Поздним вечером Энтолинера долго сидела перед окном спальни, глядя в сады. И эти сады по периметру ограды, и весь дворец, и сторожевые башенки у парадных ворот были напичканы гвардейцами Каллиеры. Альд вызвал всех, кто на этот момент находился в Ланкарнаке. Прибывший во дворец дополнительный гвардейский полк, укомплектованный отборными воинами, одним своим видом разогнал толпу, скопившуюся на площади. Колонны гвардии шли одна за другой: четкий, несокрушимый строй, синие мундиры, перетянутые белыми ремнями, высокие шапки, лица спокойные и сосредоточенные, оружие — палаши и пики — на изготовку. Толпа начала редеть и вскоре рассосалась, пролившись бурными потоками по окрестным улицам.
Громада Храма, поднимающаяся от последних ступеней Королевской лестницы, безмолвствовала. Конечно, Ревнители и жрецы Благолепия прекрасно видели, что к королевскому дворцу подходит гвардия и вливается в открытые ворота колонна за колонной. Скачут конные курьеры, огромный дворец похож на растревоженный улей, пылают окна, десятки тысяч свечей тают и ярко умирают в стенах резиденции Энтолинеры.
Наконец все утихло. Посты расставлены, гвардия неусыпно бодрствует, к опочивальне королевы не пролетит незамеченной и мошка. Конечно, королева никак не могла заснуть. Глаза уже начали слипаться, усталость, накопившаяся за этот бурный день, брала свое, но смутное чувство, которому сложно подобрать однозначное определение — тревога ли, страх, печаль, замешенная на усталости, или огарки недавнего гнева, — не давало уснуть. Энтолинера закуталась в длинную накидку, вышла из опочивальни, прошла мимо дремавшей фрейлины и выглянула в смежную комнату, в которой стояли на посту два гвардейских офицера, самых что ни на есть проверенных — оба из числа тех, кто сопровождал королеву в путешествии в Проклятый лес и — дальше… Завидев Энтолинеру, они вытянулись и четко отсалютовали алебардами.
— Все спокойно, ваше величество! — отрапортовал один из них. — В галерее, прилегающей к вашим покоям, пост держит тун Томиан. Он только что руководил строителями, замуровавшими последний выход в старый дворец. Постов там не расставишь, там и тысяча человек может заблудиться, ваше величество.
Поэтому лучше сработать понадежнее и перекрыть вход.
— А вы никого там не замуровали? — слабо улыбнувшись, спросила королева. — Мало ли кто туда может забрести?

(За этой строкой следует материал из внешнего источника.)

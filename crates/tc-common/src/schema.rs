//! Output schema versioning.

/// Schema version stamped on every JSON payload the CLI emits.
///
/// Bump the minor version for additive fields, the major version when a
/// field changes meaning or disappears.
pub const SCHEMA_VERSION: &str = "1.0.0";
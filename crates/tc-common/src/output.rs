//! Output format specifications.

use clap::ValueEnum;
use serde::{Deserialize, Serialize};

/// Supported output formats for CLI commands.
#[derive(Debug, Clone, Copy, PartialEq, Eq, Default, ValueEnum, Serialize, Deserialize)]
#[serde(rename_all = "lowercase")]
pub enum OutputFormat {
    /// Structured JSON (default for machine consumption)
    #[default]
    Json,

    /// Human-readable Markdown tables
    Md,

    /// One-line summary for quick status checks
    Summary,

    /// Minimal output (exit code only)
    Exitcode,
}

impl OutputFormat {
    /// Whether stderr logs should switch to JSONL to match a machine payload.
    pub fn is_machine(self) -> bool {
        matches!(self, OutputFormat::Json)
    }
}

impl std::fmt::Display for OutputFormat {
    fn fmt(&self, f: &mut std::fmt::Formatter<'_>) -> std::fmt::Result {
        match self {
            OutputFormat::Json => write!(f, "json"),
            OutputFormat::Md => write!(f, "md"),
            OutputFormat::Summary => write!(f, "summary"),
            OutputFormat::Exitcode => write!(f, "exitcode"),
        }
    }
}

Гвардеец легко тронул плечами, всем своим видом обозначая: кто не успел, тот опоздал, значит, такая судьба у этого условного заблудившегося, а здоровье и жизнь королевы дороже. Энтолинера выглянула в освещенную галерею, где на скамье сидел тун Томиан и точил свою саблю и так острую как бритва. Кроме того, Томиан насторожил капкан для того, кто захотел бы прокрасться по галерее незамеченным: при помощи хитрой системы бечевок и блоков, а также заряженных тяжелыми болтами двух арбалетов он смастерил ловушку. Каждый, кто зацепил бы ногой веревку, протянутую по полу наискосок галереи, получил бы в грудь добрую порцию убийственного металла.

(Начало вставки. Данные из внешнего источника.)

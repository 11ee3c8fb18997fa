//! Minimal RFC 4180 reader.
//!
//! Quoted fields may contain the delimiter, doubled quotes and line breaks.
//! Blank lines are skipped. A quote that does not open a field is kept as a
//! literal character.

use std::io::BufRead;

use super::IngestError;
use tc_common::RawRecord;

/// One parsed row and the source line it started on.
#[derive(Debug, Clone, PartialEq, Eq)]
pub struct CsvRow {
    pub line: usize,
    pub fields: Vec<String>,
}

pub struct CsvReader<R> {
    reader: R,
    delimiter: char,
    line: usize,
    buf: String,
}

impl<R: BufRead> CsvReader<R> {
    pub fn new(reader: R, delimiter: char) -> Self {
        CsvReader {
            reader,
            delimiter,
            line: 0,
            buf: String::new(),
        }
    }

    /// Next non-blank row, or `None` at end of input.
    pub fn next_row(&mut self) -> Result<Option<CsvRow>, IngestError> {
        let delimiter = self.delimiter;
        let mut fields = Vec::new();
        let mut field = String::new();
        let mut in_quotes = false;
        let mut field_quoted = false;
        let mut start_line = None;

        loop {
            self.buf.clear();
            if self.reader.read_line(&mut self.buf)? == 0 {
                return match start_line {
                    None => Ok(None),
                    Some(line) if in_quotes => Err(IngestError::UnterminatedQuote { line }),
                    Some(line) => {
                        fields.push(field);
                        Ok(Some(CsvRow { line, fields }))
                    }
                };
            }
            self.line += 1;

            if start_line.is_none() && self.buf.trim_end_matches(['\r', '\n']).is_empty() {
                continue;
            }
            start_line.get_or_insert(self.line);

            let mut chars = self.buf.chars().peekable();
            while let Some(c) = chars.next() {
                if in_quotes {
                    if c == '"' {
                        if chars.peek() == Some(&'"') {
                            chars.next();
                            field.push('"');
                        } else {
                            in_quotes = false;
                        }
                    } else {
                        field.push(c);
                    }
                    continue;
                }
                match c {
                    '"' if field.is_empty() && !field_quoted => {
                        in_quotes = true;
                        field_quoted = true;
                    }
                    c if c == delimiter => {
                        fields.push(std::mem::take(&mut field));
                        field_quoted = false;
                    }
                    '\r' if matches!(chars.peek(), Some('\n') | None) => {}
                    '\n' => {}
                    c => field.push(c),
                }
            }

            if !in_quotes {
                fields.push(field);
                return Ok(Some(CsvRow {
                    line: start_line.unwrap_or(self.line),
                    fields,
                }));
            }
        }
    }
}

impl<R: BufRead> Iterator for CsvReader<R> {
    type Item = Result<CsvRow, IngestError>;

    fn next(&mut self) -> Option<Self::Item> {
        self.next_row().transpose()
    }
}

/// Read a headed CSV into records numbered from 1 (the first data row).
pub(super) fn read_csv<R: BufRead>(
    reader: R,
    delimiter: char,
) -> Result<Vec<RawRecord>, IngestError> {
    let mut rows = CsvReader::new(reader, delimiter);
    let header: Vec<String> = rows
        .next_row()?
        .ok_or(IngestError::MissingHeader)?
        .fields
        .into_iter()
        .enumerate()
        .map(|(i, name)| {
            let name = if i == 0 {
                name.trim_start_matches('\u{feff}').to_string()
            } else {
                name
            };
            name.trim().to_string()
        })
        .collect();

    let mut records = Vec::new();
    for (index, row) in rows.enumerate() {
        let row = row?;
        if row.fields.len() > header.len() {
            return Err(IngestError::RaggedRow {
                line: row.line,
                expected: header.len(),
                found: row.fields.len(),
            });
        }
        let record = header
            .iter()
            .zip(&row.fields)
            .fold(RawRecord::new(index + 1), |rec, (column, value)| {
                rec.with(column, value)
            });
        records.push(record);
    }
    Ok(records)
}

#[cfg(test)]
mod tests {
    use super::*;

    fn rows(input: &str) -> Vec<Vec<String>> {
        CsvReader::new(input.as_bytes(), ',')
            .map(|r| r.unwrap().fields)
            .collect()
    }

    #[test]
    fn test_plain_rows() {
        assert_eq!(rows("a,b\n1,2\n"), vec![vec!["a", "b"], vec!["1", "2"]]);
    }

    #[test]
    fn test_quoted_delimiter_and_escaped_quote() {
        assert_eq!(
            rows("\"x, y\",\"say \"\"hi\"\"\"\n"),
            vec![vec!["x, y", "say \"hi\""]]
        );
    }

    #[test]
    fn test_multiline_quoted_field_keeps_start_line() {
        let mut reader = CsvReader::new("h\n\"one\ntwo\",z\nlast\n".as_bytes(), ',');
        reader.next_row().unwrap();
        let row = reader.next_row().unwrap().unwrap();
        assert_eq!(row.line, 2);
        assert_eq!(row.fields, vec!["one\ntwo", "z"]);
        assert_eq!(reader.next_row().unwrap().unwrap().line, 4);
    }

    #[test]
    fn test_crlf_and_blank_lines() {
        assert_eq!(rows("a,b\r\n\r\n1,\r\n"), vec![vec!["a", "b"], vec!["1", ""]]);
    }

    #[test]
    fn test_no_trailing_newline() {
        assert_eq!(rows("a;b"), vec![vec!["a;b"]]);
        let semi: Vec<_> = CsvReader::new("a;b".as_bytes(), ';')
            .map(|r| r.unwrap().fields)
            .collect();
        assert_eq!(semi, vec![vec!["a", "b"]]);
    }

    #[test]
    fn test_unterminated_quote() {
        let err = CsvReader::new("ok\n\"open,\n".as_bytes(), ',')
            .nth(1)
            .unwrap()
            .unwrap_err();
        assert!(matches!(err, IngestError::UnterminatedQuote { line: 2 }));
    }

    #[test]
    fn test_read_csv_maps_header_and_rows() {
        let input = "\u{feff}USER, START DATE ,SERVER\nalice,2024-03-01 09:00,srv1\nbob,2024-03-01 10:00\n";
        let records = read_csv(input.as_bytes(), ',').unwrap();
        assert_eq!(records.len(), 2);
        assert_eq!(records[0].row, 1);
        assert_eq!(records[0].get("USER"), Some("alice"));
        assert_eq!(records[0].get("START DATE"), Some("2024-03-01 09:00"));
        assert_eq!(records[1].get("SERVER"), None);
    }

    #[test]
    fn test_read_csv_rejects_extra_fields() {
        let err = read_csv("a,b\n1,2,3\n".as_bytes(), ',').unwrap_err();
        assert!(matches!(
            err,
            IngestError::RaggedRow {
                line: 2,
                expected: 2,
                found: 3
            }
        ));
    }

    #[test]
    fn test_read_csv_empty_input() {
        assert!(matches!(
            read_csv("".as_bytes(), ',').unwrap_err(),
            IngestError::MissingHeader
        ));
    }
}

Королева кивнула и вернулась в спальню. Легла и попыталась уснуть. Думать о том, что предстояло ей завтра, не хотелось, да и не было, не было четкого плана. Очевидно, что нужно связаться с Леннаром. Леннар, Леннар!.. Энтолинера чуть привстала на кровати, и ей вдруг припомнились слова, пророненные промеж ней и Инарой, горько упрекнувшей ее: «Придет время, и ты тоже окажешься для него ненужной, незваной!..» — «Если так, и правда, что ты говоришь, так на кого же он меня променяет? Разве что на богиню» Злые, злые слова, но что она могла тогда ответить? Особенно если учесть, что Инара потревожила какие-то особенно болезненные струны в душе молодой королевы.
Энтолинера пошевелилась так резко, что свалила на пол подушку. Судьбы страны и сама ее, королевы, жизнь висят на волоске, беллонские гвардейцы закрывают ее своими телами, а она думает — о чем же? О Леннаре, и как?…
Ей показалось, что тихо шевельнулась портьера. Королева вздрогнула. Ну конечно, она забыла прикрыть окно. Ветер. Конечно, ветер. Энтолинера вытянулась на кровати и заплакала. Она не морщилась, не терла глаза, слезы просто сами текли по лицу и впитывались в белоснежную простыню.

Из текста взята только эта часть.